Ser agnóstico creyendo en D10s es paradójico. También es de sucio, de fanfarrón, de mentiroso y de pagano. Así como nadie nace sabiendo, tampoco nadie nace creyendo; algunos afortunados pueden adquirir esa fe a lo largo de la vida y otros no. No hace falta señalar a unos y otros; eso “es de botón”, diría él.
No viene al caso. Este D10s, el más humano entre los dioses, tiene aún el poder de hacernos viajar en el tiempo. En mi caso, al momento de la infancia. Allí él es joven; todo está por delante. No hay ausencias. La leche chocolatada te cura de todos los males. El esfuerzo y el talento no tienen fisuras; te pueden llevar directamente, sin escalas, a levantar la copa del éxito. La pelota no se dobla ni se mancha; avanza como un cuento exagerado y caricaturesco gracias a un petiso de rulos que la tiene atada a la zurda.
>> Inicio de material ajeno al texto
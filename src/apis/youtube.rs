use crate::apis::{clamp_page_size, error_for_status, items_of};
use crate::constants::{YOUTUBE_API, YOUTUBE_BASE_URL};
use crate::error::Result;
use crate::types::{Extractor, RawItem};
use serde_json::Value;
use tracing::{debug, info, instrument};

/// Descriptive metadata, statistics and technical details in one request
const VIDEO_PARTS: &str = "snippet,statistics,contentDetails";

/// Most-popular chart of the video platform for a region code
pub struct YouTubeTrending {
    client: reqwest::Client,
    api_key: String,
    base_url: String,
}

impl YouTubeTrending {
    pub fn new(client: reqwest::Client, api_key: impl Into<String>) -> Self {
        Self::with_base_url(client, api_key, YOUTUBE_BASE_URL)
    }

    pub fn with_base_url(
        client: reqwest::Client,
        api_key: impl Into<String>,
        base_url: impl Into<String>,
    ) -> Self {
        Self {
            client,
            api_key: api_key.into(),
            base_url: base_url.into().trim_end_matches('/').to_string(),
        }
    }

    fn videos_url(&self) -> String {
        format!("{}/videos", self.base_url)
    }

    fn query_params(&self, region: &str, page_size: u32) -> Vec<(&'static str, String)> {
        vec![
            ("part", VIDEO_PARTS.to_string()),
            ("chart", "mostPopular".to_string()),
            ("regionCode", region.to_uppercase()),
            ("maxResults", clamp_page_size(page_size).to_string()),
            ("key", self.api_key.clone()),
        ]
    }
}

#[async_trait::async_trait]
impl Extractor for YouTubeTrending {
    fn api_name(&self) -> &'static str {
        YOUTUBE_API
    }

    #[instrument(skip(self), fields(api = YOUTUBE_API))]
    async fn fetch(&self, region: &str, page_size: u32) -> Result<Vec<RawItem>> {
        debug!("Requesting trending videos for region {}", region);
        let resp = self
            .client
            .get(self.videos_url())
            .query(&self.query_params(region, page_size))
            .send()
            .await?;

        if !resp.status().is_success() {
            return Err(error_for_status(YOUTUBE_API, resp).await);
        }

        let body: Value = resp.json().await?;
        let items = items_of(&body);
        info!("Fetched {} trending videos for region {}", items.len(), region);
        Ok(items)
    }
}

#[cfg(test)]
mod tests {
    use super::*;

    #[test]
    fn builds_trending_request() {
        let api =
            YouTubeTrending::with_base_url(reqwest::Client::new(), "k", "http://localhost:9/v3/");
        assert_eq!(api.videos_url(), "http://localhost:9/v3/videos");

        let params = api.query_params("br", 80);
        assert!(params.contains(&("part", "snippet,statistics,contentDetails".to_string())));
        assert!(params.contains(&("chart", "mostPopular".to_string())));
        assert!(params.contains(&("regionCode", "BR".to_string())));
        assert!(params.contains(&("maxResults", "50".to_string())));
        assert!(params.contains(&("key", "k".to_string())));
    }
}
Yo, como otros tantos pecadores que por estos días estamos tratando de saldar cuentas pendientes con él, también le debo algo: mis padres les preguntaron a mis hermanos cómo querían que se llamara su hermanito en camino y ellos se encargaron del resto. Gracias por eso. Muchos años después, en una licenciatura sin tesis clara, vino él a mi memoria y se convirtió en el centro —como lo es y fue siempre—.
D10s tuvo, tiene y tendrá sus fieles devotos; su iglesia y sus detractores. Entre los distintos saben entenderse. Roberto Fontanarrosa acuñó una frase muy escuchada en estos últimos días: “¿Qué me importa lo que hizo con su vida? Me importa lo que hizo con la mía”. El Negro, hincha abanderado de Rosario Central, no se dejó manejar por el dolor ocasionado por el paso fugaz de él al máximo oponente: Newell’s. Así pudimos advertir cómo produjo otro milagro absolutamente impensado: reunió en un mismo abrazo unificado a rivales irreconciliables bajo un mismo sentimiento.
Dios ha muerto; que descanse en paz (después de sus mil vidas tan agitadas). Ahora solo queda el que ya vive hace tiempo en cada uno de sus pecadores. Después de que se sequen las lágrimas, tendríamos que poder recordarlo con una sonrisa; se lo debemos no únicamente por todas las inmensas alegrías que nos supo dar sino por haberlo dejado tan solo allá arriba: ahí, en ese lugar al cual solo D10s pudo llegar.